As shown in FIG. 1, the stroke sensor 1 according to the embodiment of the present invention uses two magnetic sensors 50 and 51. The magnetic sensor 50 is provided in the brake mechanism of the vehicle and functions as a first detection unit that outputs the operation amount of the brake mechanism as the first output value V1. Further, the magnetic sensor 51 is provided in the brake mechanism of the vehicle and functions as a second detection unit that outputs the operation amount of the brake mechanism as the second output value V2. The two magnetic sensors 50 and 51 are independent sensors, and can output the operating amount of the brake mechanism as V1 and V2, respectively.

(Magnet 10)
As shown in FIG. 2, the magnet 10 is a disk-shaped permanent magnet, and a rotating shaft 12 is provided at the center. The magnet 10 is rotatable about the rotation shaft 12.

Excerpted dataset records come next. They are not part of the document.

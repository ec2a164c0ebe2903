//! Shared application state.

use std::sync::atomic::{AtomicU64, Ordering};
use std::sync::Arc;
use std::time::{Duration, Instant};

use dashmap::DashMap;
use serde_json::Value;

use crate::config::Config;
use crate::gateway::SecurityGateway;

/// Application state shared across handlers
#[derive(Debug)]
pub struct AppState {
    /// The gateway in front of every route
    pub gateway: Arc<SecurityGateway>,
    /// Demo resource store
    pub resources: ResourceStore,
    /// Server start time
    pub start_time: Instant,
}

impl AppState {
    /// Create state with a fresh gateway
    pub fn new(config: Config) -> Self {
        Self::with_gateway(Arc::new(SecurityGateway::new(config)))
    }

    /// Create state around an existing gateway
    pub fn with_gateway(gateway: Arc<SecurityGateway>) -> Self {
        Self {
            gateway,
            resources: ResourceStore::default(),
            start_time: Instant::now(),
        }
    }

    /// Effective config
    pub fn config(&self) -> &Config {
        self.gateway.config()
    }

    /// Get server uptime
    pub fn uptime(&self) -> Duration {
        self.start_time.elapsed()
    }
}

/// In-memory resources behind the protected demo endpoints.
#[derive(Debug, Default)]
pub struct ResourceStore {
    items: DashMap<u64, Value>,
    next_id: AtomicU64,
}

impl ResourceStore {
    /// Store an item, returning its id
    pub fn insert(&self, item: Value) -> u64 {
        let id = self.next_id.fetch_add(1, Ordering::Relaxed) + 1;
        self.items.insert(id, item);
        id
    }

    /// Fetch an item
    pub fn get(&self, id: u64) -> Option<Value> {
        self.items.get(&id).map(|item| item.value().clone())
    }

    /// Replace an existing item. Returns whether it existed.
    pub fn replace(&self, id: u64, item: Value) -> bool {
        match self.items.get_mut(&id) {
            Some(mut slot) => {
                *slot = item;
                true
            },
            None => false,
        }
    }

    /// Remove an item. Returns whether it existed.
    pub fn remove(&self, id: u64) -> bool {
        self.items.remove(&id).is_some()
    }

    /// All items, ordered by id
    pub fn list(&self) -> Vec<(u64, Value)> {
        let mut items: Vec<_> = self
            .items
            .iter()
            .map(|e| (*e.key(), e.value().clone()))
            .collect();
        items.sort_by_key(|(id, _)| *id);
        items
    }

    /// Number of stored items
    pub fn len(&self) -> usize {
        self.items.len()
    }

    /// Whether the store is empty
    pub fn is_empty(&self) -> bool {
        self.items.is_empty()
    }
}

#[cfg(test)]
mod tests {
    use super::*;
    use serde_json::json;

    #[test]
    fn test_resource_store() {
        let store = ResourceStore::default();
        let a = store.insert(json!({"name": "a"}));
        let b = store.insert(json!({"name": "b"}));

        assert_eq!((a, b), (1, 2));
        assert_eq!(store.get(a).unwrap()["name"], "a");
        assert_eq!(store.list().len(), 2);

        assert!(store.replace(b, json!({"name": "b2"})));
        assert!(!store.replace(99, json!(null)));
        assert_eq!(store.get(b).unwrap()["name"], "b2");

        assert!(store.remove(a));
        assert!(!store.remove(a));
        assert_eq!(store.len(), 1);
    }
}
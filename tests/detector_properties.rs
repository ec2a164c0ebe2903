//! Property tests for the threat detector.

use proptest::prelude::*;
use shieldgate::security::html_escape;
use shieldgate::{GatewayError, Severity, ThreatDetector};

proptest! {
    /// Digits and spaces match no pattern and stay below every heuristic.
    #[test]
    fn benign_text_is_identity(value in "[0-9 ]{0,19}") {
        let detector = ThreatDetector::new();
        let result = detector.inspect(&value, "field", 1000);

        prop_assert!(result.is_clean());
        prop_assert_eq!(result.sanitized_value(), value.as_str());
        prop_assert!(detector.validate_strict(&value, "field", 1000).is_ok());
    }

    /// Aggregated severity is never below any detected category's own severity.
    #[test]
    fn severity_dominates_categories(value in any::<String>()) {
        let detector = ThreatDetector::new();
        let result = detector.inspect(&value, "field", 256);

        for category in result.threats() {
            prop_assert!(result.severity() >= category.severity());
        }
        prop_assert_eq!(result.is_clean(), result.threats().is_empty());
    }

    /// Sanitized output never carries raw markup characters.
    #[test]
    fn sanitized_has_no_markup(value in "[<>\"'&a-z ]{0,64}") {
        let result = ThreatDetector::new().inspect(&value, "field", 1000);
        let sanitized = result.sanitized_value();

        prop_assert!(!sanitized.contains('<'));
        prop_assert!(!sanitized.contains('>'));
        prop_assert!(!sanitized.contains('"'));
        prop_assert!(!sanitized.contains('\''));
        prop_assert_eq!(sanitized, html_escape(&value));
    }

    /// Strict mode fails exactly when something was detected.
    #[test]
    fn strict_fails_iff_detected(value in "[a-z0-9 ./<>;$(){}-]{0,40}") {
        let detector = ThreatDetector::new();
        let result = detector.inspect(&value, "field", 1000);
        let strict = detector.validate_strict(&value, "field", 1000);

        prop_assert_eq!(strict.is_err(), !result.is_clean());
        if let Err(GatewayError::ThreatDetected { severity, .. }) = strict {
            prop_assert!(severity >= Severity::High);
        }
    }

    /// Any input longer than the limit is flagged without panicking.
    #[test]
    fn oversize_always_flagged(value in any::<String>(), limit in 0usize..16) {
        let result = ThreatDetector::new().inspect(&value, "field", limit);
        if value.chars().count() > limit {
            prop_assert!(result.has(shieldgate::ThreatCategory::ExcessiveLength));
            prop_assert!(result.severity() >= Severity::Medium);
        }
    }
}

As shown in FIG. 2, the magnet 10 is magnetized in the radial direction of a disk shape to form an north pole and an south pole. The magnetic flux φ of the magnet 10 goes from the north pole to the south pole. As shown in FIG. 2, since a part of the magnetic flux φ passes through the magnetic sensing surface 55 of the magnetic sensor 50, the magnetic flux φ of the magnet 10 rotates on the magnetic sensing surface 55. As a result, when the magnetic sensor 50 is an MR element, the output changes with a change in the magnetic field (change in the direction of the magnetic flux), and the rotation angle θ can be detected.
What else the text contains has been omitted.